We are in the same place regarding lessons. I really struggled to keep up and know I’ll need to go watch #4 again, probably multiple times, to sort out the pieces I don’t have a lot of familiarity with.

Watch the first three. I could follow those with music theory grade 4 mod 4.1 and beginner grades 1-3 completed (but not mastered). I had a major lightbulb moment during the first class regarding the use of licks.

The short answer is that you play 4 bars of A, 2 bars of D, 2 bars of A, and then one bar each of E, D, A, and E.

What you posted is a 12-bar blues in A. So A is the I, D is the IV, and E is the V. This pattern is: [I I I I, IV IV I I, V IV I V], and you can play the same blues pattern in other keys by changing the root or I note.

Very true. But then again, over-committing is also a problem.

Hi Dennis - it really depends on what you are playing over the E. You can of course just play A minor pentatonic over the whole thing and it will sound ok.

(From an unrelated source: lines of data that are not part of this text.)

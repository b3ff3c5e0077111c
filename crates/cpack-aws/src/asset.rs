//! # Source Assets
//!
//! Deterministic fingerprinting of the local folder that feeds the bucket
//! deployment. The fingerprint covers relative paths and file contents in
//! sorted order, so an unchanged folder fingerprints identically across
//! synthesis runs and machines, and any content change forces the engine
//! to re-run the copy.

use std::fs;
use std::path::{Path, PathBuf};

use sha2::{Digest, Sha256};
use thiserror::Error;

/// Error while reading or fingerprinting a source folder.
#[derive(Error, Debug)]
pub enum AssetError {
    /// The source path does not exist.
    #[error("source folder not found: {0}")]
    SourceMissing(PathBuf),

    /// The source path exists but is not a directory.
    #[error("source path is not a directory: {0}")]
    NotADirectory(PathBuf),

    /// The source folder contains no files.
    #[error("source folder is empty: {0}")]
    EmptySource(PathBuf),

    /// A file inside the source folder could not be read.
    #[error("failed to read {path}: {source}")]
    Unreadable {
        /// The file that could not be read.
        path: PathBuf,
        /// The underlying IO error.
        source: std::io::Error,
    },
}

/// Deterministic content fingerprint of a source folder.
#[derive(Debug, Clone, Copy, PartialEq, Eq, Hash)]
pub struct SourceFingerprint([u8; 32]);

impl SourceFingerprint {
    /// Fingerprint a source folder.
    ///
    /// Walks the folder recursively, sorts entries by relative path, and
    /// hashes each relative path followed by the file's bytes. Hidden
    /// files are included; symlinks are followed through `fs::read`.
    ///
    /// # Errors
    ///
    /// Returns `AssetError` if the folder is missing, not a directory,
    /// empty, or contains an unreadable file.
    pub fn of_folder(root: &Path) -> Result<Self, AssetError> {
        if !root.exists() {
            return Err(AssetError::SourceMissing(root.to_path_buf()));
        }
        if !root.is_dir() {
            return Err(AssetError::NotADirectory(root.to_path_buf()));
        }

        let mut files = Vec::new();
        collect_files(root, root, &mut files)?;
        if files.is_empty() {
            return Err(AssetError::EmptySource(root.to_path_buf()));
        }
        files.sort();

        let mut hasher = Sha256::new();
        for relative in &files {
            // Path separator normalized so the fingerprint is portable.
            let name = relative.to_string_lossy().replace('\\', "/");
            hasher.update(name.as_bytes());
            hasher.update([0u8]);
            let contents = fs::read(root.join(relative)).map_err(|source| {
                AssetError::Unreadable {
                    path: root.join(relative),
                    source,
                }
            })?;
            hasher.update((contents.len() as u64).to_be_bytes());
            hasher.update(&contents);
        }

        let mut bytes = [0u8; 32];
        bytes.copy_from_slice(&hasher.finalize());
        Ok(Self(bytes))
    }

    /// Render the fingerprint as a lowercase hex string.
    pub fn to_hex(&self) -> String {
        self.0.iter().map(|b| format!("{b:02x}")).collect()
    }
}

impl std::fmt::Display for SourceFingerprint {
    fn fmt(&self, f: &mut std::fmt::Formatter<'_>) -> std::fmt::Result {
        f.write_str(&self.to_hex())
    }
}

fn collect_files(
    root: &Path,
    dir: &Path,
    files: &mut Vec<PathBuf>,
) -> Result<(), AssetError> {
    let entries = fs::read_dir(dir).map_err(|source| AssetError::Unreadable {
        path: dir.to_path_buf(),
        source,
    })?;
    for entry in entries {
        let entry = entry.map_err(|source| AssetError::Unreadable {
            path: dir.to_path_buf(),
            source,
        })?;
        let path = entry.path();
        if path.is_dir() {
            collect_files(root, &path, files)?;
        } else if let Ok(relative) = path.strip_prefix(root) {
            files.push(relative.to_path_buf());
        }
    }
    Ok(())
}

If, over the E, you are specifically playing notes from E or E7 then you might need to change when the song moves off E. In particular the G# (which is the 3rd of E) might not sound great - the notes E and D (the root and flat 7 of E) are in the A minor pentatonic so will sound ok, and the 5th of E while not in the A minor pentatonic will probably sound ok.
TL;DR - if you are playing something “E specific” over the E chord it’s probably best to change back to A minor pentatonic or a lick specific to the next chord when the change happens.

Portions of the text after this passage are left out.